Judaism values age, experience and, most importantly, links to the past, even more than it encourages the vitality and experiences of the young.

We say in our prayers that we are grateful for the previous generations that have survived, so that we too are able to be connected and linked to the past, as far back as our father Abraham and our mother Sarah.

This linkage is vital to Jewish survival, both personally and nationally.

One cannot participate in the eternal zoom lesson of the study of Torah and the performance of its commandments without somehow obtaining the link and clicking on it by ourselves.

When one is young, one rarely appreciates this type of generational connection.

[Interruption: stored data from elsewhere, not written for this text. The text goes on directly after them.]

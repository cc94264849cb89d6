//! Default policy tables for the education domain.
//!
//! These mirror the production access matrix: six role tiers over
//! enrollments, leads, templates, course runs, media, FAQs, and user
//! accounts. Financial fields on enrollments are the strictest surface —
//! Advisor reads them, only Admin and Manager write them, and a denied
//! write rejects the whole request rather than stripping the field.

use crate::{Access, FieldRule, RecordPolicy};
use regent_types::{Operation, RecordType, Role, ViolationMode};

use Access::{Allow, AssignedOrUnassigned, OwnerOnly};
use Operation::{Create, Delete, Read, Update};
use Role::{Admin, Advisor, Manager, Marketing, Public, ReadOnly};

/// Enrollment financial fields: Advisor may read, only Admin/Manager write.
pub const FINANCIAL_FIELDS: [&str; 7] = [
    "total_amount",
    "amount_paid",
    "financial_aid_requested",
    "financial_aid_amount",
    "financial_aid_approved",
    "payment_method",
    "payment_reference",
];

/// Enrollment fields owned by the engine itself; client values are dropped.
const ENROLLMENT_SYSTEM_FIELDS: [&str; 8] = [
    "enrollment_id",
    "created_by",
    "enrolled_at",
    "confirmed_at",
    "completed_at",
    "cancelled_at",
    "certificate_issued_at",
    "payment_status",
];

pub fn enrollment_policy() -> RecordPolicy {
    let mut policy = RecordPolicy::new(RecordType::Enrollment)
        .grant_each([Admin, Manager, Advisor, Marketing], Create, Allow)
        .grant_each([Admin, Manager, Advisor, Marketing, ReadOnly], Read, Allow)
        .grant_each([Admin, Manager, Advisor, Marketing], Update, Allow)
        .grant(Admin, Delete, Allow)
        .unlisted_fields([Admin, Manager], ViolationMode::Strip);

    for field in FINANCIAL_FIELDS {
        policy = policy.field_rule(
            FieldRule::new(field)
                .readable_by([Admin, Manager, Advisor])
                .updatable_by([Admin, Manager])
                .rejecting(),
        );
    }
    for field in ENROLLMENT_SYSTEM_FIELDS {
        policy = policy.field_rule(FieldRule::new(field).system_managed());
    }

    policy
        .field_rule(FieldRule::new("waitlist_position").system_managed())
        .field_rule(
            FieldRule::new("status")
                .updatable_by([Admin, Manager, Advisor])
                .rejecting(),
        )
        .field_rule(FieldRule::new("notes").updatable_by([Admin, Manager, Advisor, Marketing]))
        .field_rule(
            FieldRule::new("internal_notes")
                .readable_by([Admin])
                .updatable_by([Admin]),
        )
        .field_rule(FieldRule::new("certificate_issued").updatable_by([Admin, Manager]))
        .field_rule(FieldRule::new("certificate_url").updatable_by([Admin, Manager]))
        .field_rule(
            FieldRule::new("attendance_percentage").updatable_by([Admin, Manager]),
        )
        .field_rule(FieldRule::new("final_grade").updatable_by([Admin, Manager]))
        .field_rule(FieldRule::new("active").updatable_by([Admin, Manager]))
}

pub fn lead_policy() -> RecordPolicy {
    RecordPolicy::new(RecordType::Lead)
        // Public intake is the one anonymous write in the system.
        .grant_each([Admin, Manager, Advisor, Marketing, Public], Create, Allow)
        .grant_each([Admin, Manager, Marketing, ReadOnly], Read, Allow)
        .grant(Advisor, Read, AssignedOrUnassigned)
        .grant_each([Admin, Manager], Update, Allow)
        .grant(Advisor, Update, AssignedOrUnassigned)
        .grant(Admin, Delete, Allow)
        // Public intake writes the plain contact fields at creation; the
        // record-level table keeps Public away from updates entirely.
        .unlisted_fields([Admin, Manager, Advisor, Public], ViolationMode::Strip)
        .field_rule(FieldRule::new("lead_id").system_managed())
        .field_rule(FieldRule::new("created_by").system_managed())
        // Consent arrives with the submission; the field guard freezes it
        // and its capture metadata afterwards.
        .field_rule(FieldRule::new("gdpr_consent").updatable_by([Public, Admin, Manager]))
        .field_rule(FieldRule::new("consent_given_at").system_managed())
        .field_rule(FieldRule::new("consent_ip").updatable_by([Public, Admin, Manager]))
        .field_rule(FieldRule::new("converted_at").system_managed())
        .field_rule(
            FieldRule::new("status")
                .updatable_by([Admin, Manager, Advisor])
                .rejecting(),
        )
        .field_rule(
            FieldRule::new("assigned_to")
                .updatable_by([Admin, Manager])
                .rejecting(),
        )
        .field_rule(FieldRule::new("lead_score").updatable_by([Admin, Manager, Advisor]))
        .field_rule(FieldRule::new("active").updatable_by([Admin, Manager]))
}

pub fn template_policy() -> RecordPolicy {
    RecordPolicy::new(RecordType::Template)
        .grant_each([Admin, Manager, Marketing], Create, Allow)
        .grant_each([Admin, Manager, ReadOnly], Read, Allow)
        .grant(Marketing, Read, OwnerOnly)
        .grant_each([Admin, Manager], Update, Allow)
        .grant(Marketing, Update, OwnerOnly)
        .grant_each([Admin, Manager], Delete, Allow)
        .unlisted_fields([Admin, Manager, Marketing], ViolationMode::Strip)
        .field_rule(FieldRule::new("created_by").system_managed())
        .field_rule(FieldRule::new("version").system_managed())
        .field_rule(FieldRule::new("usage_count").system_managed())
        .field_rule(FieldRule::new("last_used_at").system_managed())
        .field_rule(FieldRule::new("archived_at").system_managed())
        .field_rule(
            FieldRule::new("status")
                .updatable_by([Admin, Manager, Marketing])
                .rejecting(),
        )
        .field_rule(FieldRule::new("active").updatable_by([Admin, Manager]))
}

pub fn course_run_policy() -> RecordPolicy {
    RecordPolicy::new(RecordType::CourseRun)
        .grant_each([Admin, Manager], Create, Allow)
        .grant_each([Admin, Manager, Advisor, Marketing, ReadOnly], Read, Allow)
        .grant_each([Admin, Manager], Update, Allow)
        .grant(Admin, Delete, Allow)
        .unlisted_fields([Admin, Manager], ViolationMode::Strip)
        .field_rule(FieldRule::new("created_by").system_managed())
        // Capacity ledger output, never client-writable.
        .field_rule(FieldRule::new("current_enrollments").system_managed())
        .field_rule(FieldRule::new("published_at").system_managed())
        .field_rule(
            FieldRule::new("status")
                .updatable_by([Admin, Manager])
                .rejecting(),
        )
}

pub fn media_policy() -> RecordPolicy {
    RecordPolicy::new(RecordType::Media)
        .grant_each([Admin, Manager, Marketing], Create, Allow)
        .grant_each([Admin, Manager, Advisor, Marketing, ReadOnly], Read, Allow)
        .grant(Public, Read, Access::ActiveOnly)
        .grant_each([Admin, Manager], Update, Allow)
        .grant(Marketing, Update, OwnerOnly)
        .grant_each([Admin, Manager], Delete, Allow)
        .unlisted_fields([Admin, Manager, Marketing], ViolationMode::Strip)
        .field_rule(FieldRule::new("created_by").system_managed())
        .field_rule(FieldRule::new("active").updatable_by([Admin, Manager]))
}

pub fn faq_policy() -> RecordPolicy {
    RecordPolicy::new(RecordType::Faq)
        .grant_each([Admin, Manager, Marketing], Create, Allow)
        .grant_each([Admin, Manager, Advisor, Marketing, ReadOnly], Read, Allow)
        .grant(Public, Read, Access::PublishedOnly)
        .grant_each([Admin, Manager], Update, Allow)
        .grant(Marketing, Update, OwnerOnly)
        .grant_each([Admin, Manager], Delete, Allow)
        .unlisted_fields([Admin, Manager, Marketing], ViolationMode::Strip)
        .field_rule(FieldRule::new("created_by").system_managed())
        .field_rule(
            FieldRule::new("status")
                .updatable_by([Admin, Manager, Marketing])
                .rejecting(),
        )
}

pub fn user_policy() -> RecordPolicy {
    RecordPolicy::new(RecordType::User)
        .grant_each([Admin, Manager], Create, Allow)
        .grant_each([Admin, Manager], Read, Allow)
        .grant_each([Advisor, Marketing, ReadOnly], Read, OwnerOnly)
        .grant_each([Admin, Manager], Update, Allow)
        .grant_each([Advisor, Marketing, ReadOnly], Update, OwnerOnly)
        .grant(Admin, Delete, Allow)
        .unlisted_fields(
            [Admin, Manager, Advisor, Marketing, ReadOnly],
            ViolationMode::Strip,
        )
        .field_rule(FieldRule::new("role").updatable_by([Admin]).rejecting())
        .field_rule(FieldRule::new("last_login_at").system_managed())
        .field_rule(FieldRule::new("login_count").system_managed())
        .field_rule(FieldRule::new("active").updatable_by([Admin, Manager]))
}

/// Every default policy, assembled into one evaluator.
pub fn education_defaults() -> crate::PolicyEvaluator {
    let mut evaluator = crate::PolicyEvaluator::new();
    evaluator.add_policy(enrollment_policy());
    evaluator.add_policy(lead_policy());
    evaluator.add_policy(template_policy());
    evaluator.add_policy(course_run_policy());
    evaluator.add_policy(media_policy());
    evaluator.add_policy(faq_policy());
    evaluator.add_policy(user_policy());
    evaluator
}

However, as one’s years increase, it becomes apparent that one of the tasks of maturity is to provide that personal link that binds generations together and gives purpose and value to each individual life. For many Jews in our time, the tragedy of complete assimilation and the lack of any Jewish content in life is directly traceable to the fact that they never found the link and are cut off from their tradition by their secularism and hedonism.

The purpose of Jewish education, in my opinion, should be to impress upon the student throughout all the years of one’s school experience, the necessity of finding their personal links and clicking on them.

If one has the link, then there is no limit to what can be learned, understood, and creatively woven into the fabric of one’s own personal life. However, if that necessary personal link is somehow unavailable, then school and knowledge become only a jumble of facts, opinions, boredom, and worse.

We are currently very careful that schools and classrooms should not infect their students with viruses and diseases of the body.

We should be just as careful and vigilant that schools should not infect their students with moral viruses of unproven agendas, current political theories and correctness, and wildly impractical and utopian ideas and hopes.

We cannot leave our younger generation without any link to the realities and experiences of past generations and to ancestors, that would leave them vulnerable to harmful teachings and opinions.

The truth is that every one of us, especially those of us who are blessed with being grandparents, should establish themselves as that link that is necessary to benefit from the spiritual and psychological zoom class that is currently available to help them in finding and utilizing what constitutes their Jewish heritage.